セイジのポケモンはギャラドス、もえぎはラッタ。
ギャラドスがラッタを威嚇(いかく)し、ラッタの攻撃力を下げた。
ラッタは攻撃力の高さが命。先制攻撃はまぬがれないが、有利な展開だとセイジはほくそ笑む。
しかし、もえぎは表情を変えない。
「ララちゃん、いかりのまえば!」
素早いラッタの攻撃。鋭い前歯がギャラドスに食い込み、体力を半分削った。
「攻撃力に左右されない技もあるのよ」
「なるほどな。
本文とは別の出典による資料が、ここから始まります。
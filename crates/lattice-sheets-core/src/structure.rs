//! Row and column insert/delete on a worksheet
//!
//! An edit is validated in full before anything is touched. Once it passes,
//! the grid is shifted and every line-indexed structure follows: merge and
//! array heads, style entries and deltas, line sizes, and conditional format
//! targets. Cached styles from the line before the edit onward are dropped
//! and the conditional formats are flagged for a fresh pass.

use log::debug;

use crate::cell::Area;
use crate::conditional_format::ConditionalRule;
use crate::error::{Error, Result};
use crate::grid::Grid;
use crate::named_range::NamedRange;
use crate::patch::{shift_line_map, Axis, LineEdit};
use crate::worksheet::Worksheet;

/// What a structural edit removed
#[derive(Debug, Clone, Default, PartialEq)]
pub struct EditReport {
    /// Merged regions that were deleted entirely
    pub removed_merges: Vec<Area>,
    /// Array regions that were deleted entirely
    pub removed_arrays: Vec<Area>,
    /// Conditional format rules whose target was deleted
    pub removed_rules: Vec<ConditionalRule>,
    /// Named ranges whose area was deleted
    pub removed_names: Vec<NamedRange>,
}

impl EditReport {
    /// Whether the edit removed nothing
    pub fn is_empty(&self) -> bool {
        self.removed_merges.is_empty()
            && self.removed_arrays.is_empty()
            && self.removed_rules.is_empty()
            && self.removed_names.is_empty()
    }
}

impl<G: Grid> Worksheet<G> {
    /// Check that an edit can be applied without touching anything
    ///
    /// Inserting is rejected when it would land strictly inside an array
    /// region, i.e. when the line before the insert point and the line at it
    /// belong to the same array.
    pub fn check_edit(&self, edit: &LineEdit) -> Result<()> {
        let lines = self.grid.line_count(edit.axis);
        let n = edit.magnitude();

        if edit.is_insert() {
            if edit.before > lines {
                return Err(Error::LineOutOfBounds {
                    axis: edit.axis,
                    index: edit.before,
                    count: lines,
                });
            }
            if lines.saturating_add(n) > edit.axis.limit() {
                return Err(Error::LineOutOfBounds {
                    axis: edit.axis,
                    index: lines.saturating_add(n),
                    count: edit.axis.limit(),
                });
            }
            if let Some(id) = self.arrays.straddling(edit.axis, edit.before) {
                let region = self
                    .arrays
                    .get(id)
                    .map(Area::to_a1_string)
                    .unwrap_or_default();
                return Err(Error::RejectedEdit {
                    axis: edit.axis,
                    before: edit.before,
                    region,
                });
            }
        } else if n > 0 && edit.before.saturating_add(n) > lines {
            return Err(Error::LineOutOfBounds {
                axis: edit.axis,
                index: edit.before.saturating_add(n) - 1,
                count: lines,
            });
        }
        Ok(())
    }

    /// Validate and apply a structural edit to this sheet
    ///
    /// Named ranges live on the workbook and are patched there.
    pub fn apply_line_edit(&mut self, edit: &LineEdit) -> Result<EditReport> {
        if edit.count == 0 {
            return Ok(EditReport::default());
        }
        self.check_edit(edit)?;

        let n = edit.magnitude();
        if edit.is_insert() {
            self.grid.insert_lines(edit.axis, edit.before, n);
        } else {
            self.grid.delete_lines(edit.axis, edit.before, n);
        }

        let removed_merges = self.merges.apply_edit(edit);
        let removed_arrays = self.arrays.apply_edit(edit);
        self.styles.apply_edit(edit);
        match edit.axis {
            Axis::Row => shift_line_map(&mut self.row_heights, edit),
            Axis::Column => shift_line_map(&mut self.column_widths, edit),
        }
        let removed_rules = self.conditional_formats.apply_edit(edit);

        debug!(
            "sheet '{}': {} {} {}(s) at {} (merges removed: {}, arrays removed: {}, rules removed: {})",
            self.name,
            if edit.is_insert() { "inserted" } else { "deleted" },
            n,
            edit.axis,
            edit.before,
            removed_merges.len(),
            removed_arrays.len(),
            removed_rules.len()
        );

        Ok(EditReport {
            removed_merges,
            removed_arrays,
            removed_rules,
            removed_names: Vec::new(),
        })
    }

    /// Insert `count` rows before `before`
    pub fn insert_rows(&mut self, before: u32, count: u32) -> Result<EditReport> {
        self.apply_line_edit(&LineEdit::insert(Axis::Row, before, count))
    }

    /// Delete `count` rows starting at `first`
    pub fn delete_rows(&mut self, first: u32, count: u32) -> Result<EditReport> {
        self.apply_line_edit(&LineEdit::delete(Axis::Row, first, count))
    }

    /// Insert `count` columns before `before`
    pub fn insert_columns(&mut self, before: u32, count: u32) -> Result<EditReport> {
        self.apply_line_edit(&LineEdit::insert(Axis::Column, before, count))
    }

    /// Delete `count` columns starting at `first`
    pub fn delete_columns(&mut self, first: u32, count: u32) -> Result<EditReport> {
        self.apply_line_edit(&LineEdit::delete(Axis::Column, first, count))
    }
}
ギャラドス、ハイドロポンプ!」
体力に構わず、セイジはギャラドスに攻撃をさせる。
ポケモンに負担をかける戦いだが、もえぎを相手に甘いことは言ってられない。
どちらかのポケモンが一匹残るまで、勝負は決まらないだろう。
強力なハイドロポンプだが、ギリギリでラッタを倒すことができなかった。
とはいえ、体力が残りわずかなことには変わりない。
(ギャラドスが動けない今、もえぎはどんな行動をとるか。交代か? 回復か? それとも…)
「きあいだめ」
攻撃が来るかと思って構えていたセイジだったが、もえぎは次の攻撃に備えた。
次の攻撃で、大きなダメージを与えられる可能性が高い。
(ギャラドスが攻撃を受けたら、確実に戦闘不能になる。
でも、他のポケモンでも大ダメージは避けられないかもしれない。
やっぱりもえぎは簡単には勝たせてくれねえな)

今まで一番きつい戦いのはずなのに、気持ちが高揚している事にセイジは気がついた。
ギリギリの戦いを楽しんでいる自分がいる。
もえぎが気になって、戦いに手がつかなかった頃には無かった感情。

「悪い。ギャラドス」
肯定の色を瞳に写し、ギャラドスがうなずく。
「ひっさつまえば!」
ラッタの会心の一撃。巨体が崩れるように倒れた。
「この調子で勝ち抜くから!」
「させるか!」
セイジはウインディを出し、もえぎがゴローニャに替えてくる。

もえぎは戦いの間、勝ち気な笑顔を浮かべている。
セイジが好きな笑顔。
(やっぱり俺はもえぎが好きだ)
でも。

「ウインディ、じしん!」
ゴローニャの足下で起こる大きな揺れ。
こうかはばつぐん。勝負は一撃で決まり、ゴローニャはバッタリと倒れた。
「相手の苦手なタイプを出しても、有利とは限らないぜ」

今は戦いが楽しい。すごく楽しい。
もえぎというライバルがいて良かったと、セイジは心から思う。

「笑っていられるのも今のうちだから!」
次のポケモンを手にもえぎが言う。
もえぎに言われ、自分が笑っていることに、セイジは初めて気付いた。